*Task item:*
In the records, find every line with the word "jsonwebtoken" and copy it out.
*** Block opens ***
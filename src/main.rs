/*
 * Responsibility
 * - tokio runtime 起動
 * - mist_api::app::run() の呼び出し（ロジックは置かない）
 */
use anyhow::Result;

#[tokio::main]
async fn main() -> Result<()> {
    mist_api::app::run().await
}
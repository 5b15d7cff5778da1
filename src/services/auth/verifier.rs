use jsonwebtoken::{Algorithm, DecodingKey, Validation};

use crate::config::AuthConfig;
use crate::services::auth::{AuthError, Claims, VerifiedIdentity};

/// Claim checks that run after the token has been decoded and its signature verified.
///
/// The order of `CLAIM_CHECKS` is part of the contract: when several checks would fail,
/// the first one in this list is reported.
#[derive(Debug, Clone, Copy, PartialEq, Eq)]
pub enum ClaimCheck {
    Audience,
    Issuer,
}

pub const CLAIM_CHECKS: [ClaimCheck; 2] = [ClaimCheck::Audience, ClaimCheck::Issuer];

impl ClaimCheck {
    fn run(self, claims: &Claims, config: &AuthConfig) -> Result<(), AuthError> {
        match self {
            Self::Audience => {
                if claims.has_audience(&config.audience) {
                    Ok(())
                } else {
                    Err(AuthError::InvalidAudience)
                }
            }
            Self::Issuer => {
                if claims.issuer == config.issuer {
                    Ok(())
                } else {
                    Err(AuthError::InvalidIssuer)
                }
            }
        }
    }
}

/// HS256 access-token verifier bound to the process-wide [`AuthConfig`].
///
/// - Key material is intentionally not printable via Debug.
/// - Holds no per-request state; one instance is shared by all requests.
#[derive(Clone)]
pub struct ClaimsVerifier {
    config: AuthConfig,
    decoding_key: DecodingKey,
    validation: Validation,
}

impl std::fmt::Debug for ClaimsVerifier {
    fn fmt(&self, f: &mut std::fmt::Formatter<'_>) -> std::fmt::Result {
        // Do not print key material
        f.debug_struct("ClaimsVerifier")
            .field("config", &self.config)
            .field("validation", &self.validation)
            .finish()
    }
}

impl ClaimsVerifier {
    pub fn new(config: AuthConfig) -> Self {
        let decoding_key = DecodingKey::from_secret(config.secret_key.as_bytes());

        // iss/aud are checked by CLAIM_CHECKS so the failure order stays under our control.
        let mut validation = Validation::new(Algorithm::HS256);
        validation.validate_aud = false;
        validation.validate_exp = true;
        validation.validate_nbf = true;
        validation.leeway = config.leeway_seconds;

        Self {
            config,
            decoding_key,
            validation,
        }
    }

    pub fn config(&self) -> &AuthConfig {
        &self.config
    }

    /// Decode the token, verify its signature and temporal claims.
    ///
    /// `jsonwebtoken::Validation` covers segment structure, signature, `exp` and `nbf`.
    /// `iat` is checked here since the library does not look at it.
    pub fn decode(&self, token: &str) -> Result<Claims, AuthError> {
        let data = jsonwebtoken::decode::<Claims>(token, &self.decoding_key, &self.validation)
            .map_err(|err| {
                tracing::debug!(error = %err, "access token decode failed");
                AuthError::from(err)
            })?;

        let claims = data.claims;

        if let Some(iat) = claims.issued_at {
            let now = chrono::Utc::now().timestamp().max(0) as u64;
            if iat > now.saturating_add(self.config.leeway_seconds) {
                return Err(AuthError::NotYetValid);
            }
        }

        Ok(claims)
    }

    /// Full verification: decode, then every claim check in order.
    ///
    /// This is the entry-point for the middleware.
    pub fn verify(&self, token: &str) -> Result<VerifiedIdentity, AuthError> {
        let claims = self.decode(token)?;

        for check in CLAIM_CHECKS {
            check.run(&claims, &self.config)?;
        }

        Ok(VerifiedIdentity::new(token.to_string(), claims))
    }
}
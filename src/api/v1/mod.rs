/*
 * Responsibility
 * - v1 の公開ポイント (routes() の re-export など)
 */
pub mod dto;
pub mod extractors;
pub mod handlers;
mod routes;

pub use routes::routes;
*** Block closes ***
*** Block opens ***
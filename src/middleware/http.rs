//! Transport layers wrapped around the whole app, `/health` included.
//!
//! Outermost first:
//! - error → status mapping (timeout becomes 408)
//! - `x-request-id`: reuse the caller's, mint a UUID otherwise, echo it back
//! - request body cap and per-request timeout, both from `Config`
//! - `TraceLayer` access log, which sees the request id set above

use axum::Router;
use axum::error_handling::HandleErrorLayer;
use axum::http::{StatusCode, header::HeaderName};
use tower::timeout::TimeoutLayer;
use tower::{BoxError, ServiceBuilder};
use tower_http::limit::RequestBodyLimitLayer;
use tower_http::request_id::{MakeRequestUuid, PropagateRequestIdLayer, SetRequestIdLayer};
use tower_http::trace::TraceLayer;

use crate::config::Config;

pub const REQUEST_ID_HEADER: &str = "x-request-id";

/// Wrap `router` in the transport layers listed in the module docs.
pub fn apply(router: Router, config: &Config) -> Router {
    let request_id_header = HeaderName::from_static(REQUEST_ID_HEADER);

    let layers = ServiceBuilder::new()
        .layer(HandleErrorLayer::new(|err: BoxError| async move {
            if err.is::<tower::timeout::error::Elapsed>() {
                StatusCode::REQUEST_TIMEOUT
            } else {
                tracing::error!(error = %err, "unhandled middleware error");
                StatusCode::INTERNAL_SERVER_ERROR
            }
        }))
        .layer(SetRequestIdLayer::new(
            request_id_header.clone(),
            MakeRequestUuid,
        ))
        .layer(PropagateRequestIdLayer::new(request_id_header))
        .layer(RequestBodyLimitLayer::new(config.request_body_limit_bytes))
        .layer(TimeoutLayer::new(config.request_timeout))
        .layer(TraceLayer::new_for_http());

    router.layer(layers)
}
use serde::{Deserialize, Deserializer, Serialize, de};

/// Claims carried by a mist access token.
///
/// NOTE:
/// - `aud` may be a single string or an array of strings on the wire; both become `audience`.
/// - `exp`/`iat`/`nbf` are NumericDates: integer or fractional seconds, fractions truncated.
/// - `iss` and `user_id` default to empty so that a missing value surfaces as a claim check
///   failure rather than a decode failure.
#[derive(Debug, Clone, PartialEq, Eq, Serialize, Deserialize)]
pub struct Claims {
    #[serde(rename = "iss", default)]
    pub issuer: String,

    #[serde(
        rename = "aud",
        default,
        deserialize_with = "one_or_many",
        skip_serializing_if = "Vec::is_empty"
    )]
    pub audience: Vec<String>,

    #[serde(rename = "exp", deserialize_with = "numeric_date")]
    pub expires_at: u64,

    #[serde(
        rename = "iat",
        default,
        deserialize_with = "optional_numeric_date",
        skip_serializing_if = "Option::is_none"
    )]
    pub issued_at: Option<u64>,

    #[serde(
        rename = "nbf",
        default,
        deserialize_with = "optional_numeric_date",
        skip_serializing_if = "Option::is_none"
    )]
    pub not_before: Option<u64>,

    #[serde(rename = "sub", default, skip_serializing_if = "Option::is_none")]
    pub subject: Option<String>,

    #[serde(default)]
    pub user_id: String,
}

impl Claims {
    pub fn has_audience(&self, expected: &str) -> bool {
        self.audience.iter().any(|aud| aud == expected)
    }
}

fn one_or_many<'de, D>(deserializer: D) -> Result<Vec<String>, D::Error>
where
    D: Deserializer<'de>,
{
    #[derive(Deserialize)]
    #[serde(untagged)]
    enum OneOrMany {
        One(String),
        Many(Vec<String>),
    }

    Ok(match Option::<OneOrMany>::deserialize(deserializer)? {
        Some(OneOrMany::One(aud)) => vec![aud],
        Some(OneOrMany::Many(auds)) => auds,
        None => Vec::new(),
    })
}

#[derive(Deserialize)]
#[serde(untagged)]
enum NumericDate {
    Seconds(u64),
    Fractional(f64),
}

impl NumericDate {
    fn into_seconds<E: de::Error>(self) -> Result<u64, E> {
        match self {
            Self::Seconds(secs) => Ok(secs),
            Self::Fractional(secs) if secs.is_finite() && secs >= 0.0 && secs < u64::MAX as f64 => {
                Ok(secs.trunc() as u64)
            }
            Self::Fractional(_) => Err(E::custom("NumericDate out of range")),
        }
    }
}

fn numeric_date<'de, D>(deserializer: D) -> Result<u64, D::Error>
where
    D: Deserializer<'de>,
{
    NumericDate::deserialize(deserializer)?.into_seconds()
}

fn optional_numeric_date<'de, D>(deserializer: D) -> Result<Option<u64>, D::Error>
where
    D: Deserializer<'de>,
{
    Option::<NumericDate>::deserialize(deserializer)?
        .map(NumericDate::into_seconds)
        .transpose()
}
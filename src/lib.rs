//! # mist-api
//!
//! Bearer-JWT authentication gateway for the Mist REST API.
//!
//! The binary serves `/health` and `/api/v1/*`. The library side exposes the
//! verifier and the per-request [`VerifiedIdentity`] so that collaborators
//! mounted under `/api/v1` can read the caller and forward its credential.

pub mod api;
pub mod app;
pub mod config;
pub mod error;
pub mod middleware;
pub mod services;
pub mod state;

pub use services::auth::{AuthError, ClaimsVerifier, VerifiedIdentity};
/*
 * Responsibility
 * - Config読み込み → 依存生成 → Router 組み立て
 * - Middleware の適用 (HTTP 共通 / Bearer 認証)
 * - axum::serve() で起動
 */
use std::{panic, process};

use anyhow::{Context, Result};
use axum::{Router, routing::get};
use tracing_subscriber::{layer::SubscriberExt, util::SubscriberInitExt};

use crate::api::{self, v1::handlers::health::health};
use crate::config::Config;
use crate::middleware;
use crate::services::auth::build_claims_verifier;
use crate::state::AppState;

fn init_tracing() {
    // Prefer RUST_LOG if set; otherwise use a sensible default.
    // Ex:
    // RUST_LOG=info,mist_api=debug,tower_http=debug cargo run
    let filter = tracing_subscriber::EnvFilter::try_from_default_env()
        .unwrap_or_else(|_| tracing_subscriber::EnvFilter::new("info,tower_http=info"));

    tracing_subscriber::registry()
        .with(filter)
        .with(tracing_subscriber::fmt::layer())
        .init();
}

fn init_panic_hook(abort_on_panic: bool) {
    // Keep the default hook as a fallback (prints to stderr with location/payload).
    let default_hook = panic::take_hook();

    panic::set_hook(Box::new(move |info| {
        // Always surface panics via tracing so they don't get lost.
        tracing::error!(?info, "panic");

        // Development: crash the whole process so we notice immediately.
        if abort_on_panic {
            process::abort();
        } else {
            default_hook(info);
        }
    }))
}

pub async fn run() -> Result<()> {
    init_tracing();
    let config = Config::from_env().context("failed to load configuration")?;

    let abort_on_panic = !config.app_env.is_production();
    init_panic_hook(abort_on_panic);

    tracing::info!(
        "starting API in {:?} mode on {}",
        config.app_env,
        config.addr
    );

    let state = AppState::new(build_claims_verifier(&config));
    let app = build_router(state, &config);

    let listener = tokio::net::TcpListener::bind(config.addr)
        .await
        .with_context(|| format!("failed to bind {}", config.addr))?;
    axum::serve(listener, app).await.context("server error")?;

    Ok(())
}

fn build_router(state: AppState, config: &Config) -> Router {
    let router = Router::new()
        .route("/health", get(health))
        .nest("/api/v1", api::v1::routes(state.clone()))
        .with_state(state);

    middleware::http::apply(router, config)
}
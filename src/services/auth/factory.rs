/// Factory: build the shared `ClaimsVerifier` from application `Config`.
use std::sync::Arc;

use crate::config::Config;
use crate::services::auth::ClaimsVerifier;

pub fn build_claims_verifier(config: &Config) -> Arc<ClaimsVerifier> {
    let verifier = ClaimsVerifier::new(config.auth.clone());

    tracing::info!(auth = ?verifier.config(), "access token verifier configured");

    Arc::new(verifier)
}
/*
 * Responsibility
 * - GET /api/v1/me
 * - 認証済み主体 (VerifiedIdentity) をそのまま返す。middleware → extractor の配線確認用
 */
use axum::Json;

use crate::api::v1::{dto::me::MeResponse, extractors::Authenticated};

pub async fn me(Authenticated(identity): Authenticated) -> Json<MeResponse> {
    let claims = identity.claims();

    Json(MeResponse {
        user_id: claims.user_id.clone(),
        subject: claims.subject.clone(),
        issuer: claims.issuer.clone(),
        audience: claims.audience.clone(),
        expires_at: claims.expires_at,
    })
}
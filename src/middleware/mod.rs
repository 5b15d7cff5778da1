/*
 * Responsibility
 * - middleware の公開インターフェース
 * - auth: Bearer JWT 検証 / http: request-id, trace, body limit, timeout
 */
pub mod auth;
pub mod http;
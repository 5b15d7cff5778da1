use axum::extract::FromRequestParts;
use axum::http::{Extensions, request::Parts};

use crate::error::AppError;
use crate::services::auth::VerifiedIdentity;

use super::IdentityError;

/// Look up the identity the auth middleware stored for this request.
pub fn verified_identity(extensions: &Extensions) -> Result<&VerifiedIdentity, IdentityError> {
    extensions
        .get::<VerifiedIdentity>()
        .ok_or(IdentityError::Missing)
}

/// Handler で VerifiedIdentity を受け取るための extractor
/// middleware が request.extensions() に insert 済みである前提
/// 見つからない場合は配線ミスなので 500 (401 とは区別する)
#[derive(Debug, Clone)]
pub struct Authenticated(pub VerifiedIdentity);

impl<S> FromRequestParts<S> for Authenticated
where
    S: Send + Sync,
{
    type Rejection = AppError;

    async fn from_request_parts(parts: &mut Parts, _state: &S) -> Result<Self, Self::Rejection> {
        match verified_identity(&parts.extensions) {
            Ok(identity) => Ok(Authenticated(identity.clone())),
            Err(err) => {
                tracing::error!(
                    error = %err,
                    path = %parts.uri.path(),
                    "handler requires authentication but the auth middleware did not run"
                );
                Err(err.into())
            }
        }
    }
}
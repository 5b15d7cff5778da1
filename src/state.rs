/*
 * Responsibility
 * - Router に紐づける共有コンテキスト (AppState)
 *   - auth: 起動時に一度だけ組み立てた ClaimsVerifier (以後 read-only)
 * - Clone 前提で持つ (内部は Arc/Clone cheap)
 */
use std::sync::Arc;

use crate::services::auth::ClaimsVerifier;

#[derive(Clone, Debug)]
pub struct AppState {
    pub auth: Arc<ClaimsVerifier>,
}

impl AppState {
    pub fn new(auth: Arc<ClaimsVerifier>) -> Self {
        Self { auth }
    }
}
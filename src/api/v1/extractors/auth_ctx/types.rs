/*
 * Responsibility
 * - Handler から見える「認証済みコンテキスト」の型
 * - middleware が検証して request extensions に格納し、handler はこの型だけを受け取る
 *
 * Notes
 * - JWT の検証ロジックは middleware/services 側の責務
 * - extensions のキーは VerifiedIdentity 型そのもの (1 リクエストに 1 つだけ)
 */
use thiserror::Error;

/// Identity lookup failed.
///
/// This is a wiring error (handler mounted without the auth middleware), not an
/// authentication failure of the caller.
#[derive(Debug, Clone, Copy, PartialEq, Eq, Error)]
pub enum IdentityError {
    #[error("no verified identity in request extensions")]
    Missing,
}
*** Block closes ***
*Answer to this exercise:*
use jsonwebtoken::{Algorithm, DecodingKey, Validation};
    /// `jsonwebtoken::Validation` covers segment structure, signature, `exp` and `nbf`.
        let data = jsonwebtoken::decode::<Claims>(token, &self.decoding_key, &self.validation)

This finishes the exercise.